La Scuola dell’Infanzia di Bolzano Vicentino inizia a funzionare il 3 ottobre 1938, con la presenza di quattro Religiose appartenenti alla Congregazione delle Suore della Provvidenza.

Fino al 1970 la gestione della Scuola fu pienamente nelle mani dell’Arciprete.

Nel 1970 viene modificato la Statuto: un nuovo Comitato di Gestione collabora con il Parroco per l’amministrazione della Scuola. Cambiano i metodi di insegnamento, pur rimanendo sempre l’ispirazione cristiana su cui è fondata, ed inizia anche una collaborazione con la Direzione Didattica. Nel 1974 entra nella Scuola Materna la prima insegnante laica, in conseguenza al calo delle vocazioni religiose.

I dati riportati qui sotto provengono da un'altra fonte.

//! System information tool.

use async_trait::async_trait;
use serde::{Deserialize, Serialize};
use serde_json::Value;

use crate::error::ToolError;
use crate::tool::Tool;

/// Arguments for [`SystemInfoTool`] (none).
#[derive(Debug, Clone, Copy, Default, Serialize, Deserialize)]
pub struct NoArgs {}

/// A snapshot of host facts.
#[derive(Debug, Clone, Serialize, Deserialize)]
pub struct SystemInfo {
    /// Operating system name.
    pub os: String,
    /// CPU architecture.
    pub arch: String,
    /// OS family (`"unix"` or `"windows"`).
    pub family: String,
    /// Host name, when the environment exposes one.
    #[serde(skip_serializing_if = "Option::is_none")]
    pub hostname: Option<String>,
    /// The user's home directory, when known.
    #[serde(skip_serializing_if = "Option::is_none")]
    pub home_dir: Option<String>,
    /// Available parallelism (logical CPUs).
    #[serde(skip_serializing_if = "Option::is_none")]
    pub cpus: Option<usize>,
}

/// Reports read-only facts about the host.
#[derive(Debug, Clone, Copy, Default)]
pub struct SystemInfoTool;

#[async_trait]
impl Tool for SystemInfoTool {
    const NAME: &'static str = "get_system_info";
    type Args = NoArgs;
    type Output = SystemInfo;
    type Error = ToolError;

    fn description(&self) -> String {
        "Get information about the host: OS, architecture, home directory.".to_owned()
    }

    fn parameters_schema(&self) -> Value {
        serde_json::json!({
            "type": "object",
            "properties": {},
            "required": []
        })
    }

    async fn call(&self, _args: Self::Args) -> Result<Self::Output, Self::Error> {
        Ok(SystemInfo {
            os: std::env::consts::OS.to_owned(),
            arch: std::env::consts::ARCH.to_owned(),
            family: std::env::consts::FAMILY.to_owned(),
            hostname: std::env::var("HOSTNAME")
                .or_else(|_| std::env::var("COMPUTERNAME"))
                .ok(),
            home_dir: std::env::var("HOME")
                .or_else(|_| std::env::var("USERPROFILE"))
                .ok(),
            cpus: std::thread::available_parallelism().map(usize::from).ok(),
        })
    }
}
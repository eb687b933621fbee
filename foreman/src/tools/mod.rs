//! Stock tools bound by the stock workers.
//!
//! The engine itself accepts any [`crate::tool::ToolRegistry`]; these are
//! the tools the four stock workers register, together with their default
//! sensitivities.
//!
//! # Tool categories
//!
//! - **Filesystem**: `list_directory`, `read_file` (safe); `write_file`,
//!   `delete_file`, `create_directory` (sensitive)
//! - **System**: `get_system_info` (safe); `execute_command` (classified
//!   per command)
//! - **Code**: `analyze_code` (safe, prompt-only)

mod code;
mod filesystem;
mod shell;
mod system;

pub use code::{AnalyzeCodeArgs, AnalyzeCodeTool};
pub use filesystem::{
    CreateDirectoryTool, DeleteFileTool, ListDirectoryTool, PathArgs, ReadFileTool,
    WriteFileArgs, WriteFileTool,
};
pub use shell::{ExecuteCommandArgs, ExecuteCommandTool};
pub use system::SystemInfoTool;

use crate::tool::{Sensitivity, ToolRegistry};

/// Names of all stock tools.
pub const STOCK_TOOL_NAMES: &[&str] = &[
    "list_directory",
    "read_file",
    "write_file",
    "delete_file",
    "create_directory",
    "get_system_info",
    "execute_command",
    "analyze_code",
];

/// Build the registry for the filesystem worker.
#[must_use]
pub fn filesystem_registry() -> ToolRegistry {
    let mut reg = ToolRegistry::new();
    reg.add(ListDirectoryTool, Sensitivity::Safe);
    reg.add(ReadFileTool, Sensitivity::Safe);
    reg.add(WriteFileTool, Sensitivity::Sensitive);
    reg.add(DeleteFileTool, Sensitivity::Sensitive);
    reg.add(CreateDirectoryTool, Sensitivity::Sensitive);
    reg
}

/// Build the registry for the system worker.
#[must_use]
pub fn system_registry() -> ToolRegistry {
    let mut reg = ToolRegistry::new();
    reg.add(SystemInfoTool, Sensitivity::Safe);
    reg.add_command_tool(ExecuteCommandTool::new());
    reg
}

/// Build the registry for the researcher worker.
#[must_use]
pub fn researcher_registry() -> ToolRegistry {
    let mut reg = ToolRegistry::new();
    reg.add(ListDirectoryTool, Sensitivity::Safe);
    reg.add(ReadFileTool, Sensitivity::Safe);
    reg
}

/// Build the registry for the code worker.
#[must_use]
pub fn code_registry() -> ToolRegistry {
    let mut reg = ToolRegistry::new();
    reg.add(AnalyzeCodeTool, Sensitivity::Safe);
    reg.add(ReadFileTool, Sensitivity::Safe);
    reg.add(WriteFileTool, Sensitivity::Sensitive);
    reg
}
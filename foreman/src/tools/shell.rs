//! Shell execution tool.
//!
//! Runs a single command line through the platform shell with a time budget
//! and a bounded output size. Sensitivity is not fixed here; the registry
//! classifies each command through [`crate::shell::CommandClassifier`]
//! before the worker decides whether to execute or defer it.

use std::time::Duration;

use async_trait::async_trait;
use serde::{Deserialize, Serialize};
use serde_json::Value;
use tokio::process::Command;

use crate::error::ToolError;
use crate::tool::Tool;

/// Default time budget for one command.
const DEFAULT_TIMEOUT_SECS: u64 = 30;

/// Default cap on captured output.
const DEFAULT_MAX_OUTPUT_BYTES: usize = 100 * 1024;

/// Arguments for [`ExecuteCommandTool`].
#[derive(Debug, Clone, Serialize, Deserialize)]
pub struct ExecuteCommandArgs {
    /// The command line to run.
    pub command: String,
}

/// Runs a whitelisted shell command with timeout and output bounds.
#[derive(Debug, Clone, Copy)]
pub struct ExecuteCommandTool {
    timeout_secs: u64,
    max_output_bytes: usize,
}

impl ExecuteCommandTool {
    /// Create a tool with the default 30 s timeout and 100 KB output cap.
    #[must_use]
    pub const fn new() -> Self {
        Self {
            timeout_secs: DEFAULT_TIMEOUT_SECS,
            max_output_bytes: DEFAULT_MAX_OUTPUT_BYTES,
        }
    }

    /// Override the time budget.
    #[must_use]
    pub const fn with_timeout_secs(mut self, secs: u64) -> Self {
        self.timeout_secs = secs;
        self
    }

    /// Override the output cap.
    #[must_use]
    pub const fn with_max_output_bytes(mut self, bytes: usize) -> Self {
        self.max_output_bytes = bytes;
        self
    }

    fn truncate(&self, mut text: String) -> String {
        if text.len() > self.max_output_bytes {
            let mut cut = self.max_output_bytes;
            while !text.is_char_boundary(cut) {
                cut -= 1;
            }
            text.truncate(cut);
            text.push_str("\n… [output truncated]");
        }
        text
    }
}

impl Default for ExecuteCommandTool {
    fn default() -> Self {
        Self::new()
    }
}

#[async_trait]
impl Tool for ExecuteCommandTool {
    const NAME: &'static str = "execute_command";
    type Args = ExecuteCommandArgs;
    type Output = String;
    type Error = ToolError;

    fn description(&self) -> String {
        "Execute a whitelisted shell command and return its output.".to_owned()
    }

    fn parameters_schema(&self) -> Value {
        serde_json::json!({
            "type": "object",
            "properties": {
                "command": {"type": "string", "description": "The command line to run"}
            },
            "required": ["command"]
        })
    }

    async fn call(&self, args: Self::Args) -> Result<Self::Output, Self::Error> {
        #[cfg(target_os = "windows")]
        let mut cmd = {
            let mut c = Command::new("cmd");
            c.args(["/C", &args.command]);
            c
        };
        #[cfg(not(target_os = "windows"))]
        let mut cmd = {
            let mut c = Command::new("sh");
            c.args(["-c", &args.command]);
            c
        };

        let output = tokio::time::timeout(
            Duration::from_secs(self.timeout_secs),
            cmd.kill_on_drop(true).output(),
        )
        .await
        .map_err(|_| ToolError::Timeout(self.timeout_secs))??;

        let stdout = String::from_utf8_lossy(&output.stdout);
        let stderr = String::from_utf8_lossy(&output.stderr);

        let mut text = stdout.into_owned();
        if !stderr.is_empty() {
            if !text.is_empty() {
                text.push('\n');
            }
            text.push_str(&stderr);
        }

        if !output.status.success() {
            return Err(ToolError::Execution(format!(
                "exit status {}: {}",
                output.status.code().unwrap_or(-1),
                self.truncate(text)
            )));
        }

        Ok(self.truncate(text))
    }
}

Negli anni successivi le insegnanti laiche aumenteranno via via fino a quando, nel settembre 1986, anche l’ultima religiosa lascia l’insegnamento per assumere il compito di Coordinatrice scolastica fino al 1996. Successivamente il ruolo di Coordinatrice didattica viene affidato ad un’insegnante laica e una religiosa mantiene la Direzione generale della Scuola.
Il 3 novembre 1998 viene redatto l’attuale Statuto e la Scuola torna ad essere Ente religioso gestito dal Parroco pro tempore . Nel 2001 si ottiene dal Ministero della Pubblica Istruzione, la Parità scolastica secondo la L.n. 62 del 2000.

Alla fine di giugno 2003 la Congregazione religiosa delle suore della Provvidenza ritira le ultime due suore rimaste, lasciando così un organico tutto composto da laiche.

L’edificio ha subìto negli anni delle trasformazioni. Nel 1985, con un primo ampliamento riguardante la cucina e la sala da pranzo; nel 1990 con la ristrutturazione di parte del fabbricato; infine nel 2004 con un ampliamento che riguarda l’utilizzo dell’ex appartamento delle Suore, la costruzione del Nido Integrato e della nuova ala destinata alla cucina e alla sala mensa destinate alla Scuola dell’Infanzia.

Negli ultimi anni, la scuola dell’Infanzia, unica nel territorio comunale, ha riorganizzato ulteriormente gli spazi interni per migliorare e potenziare la capacità recettiva in risposta alle esigenze di incremento demografico del paese.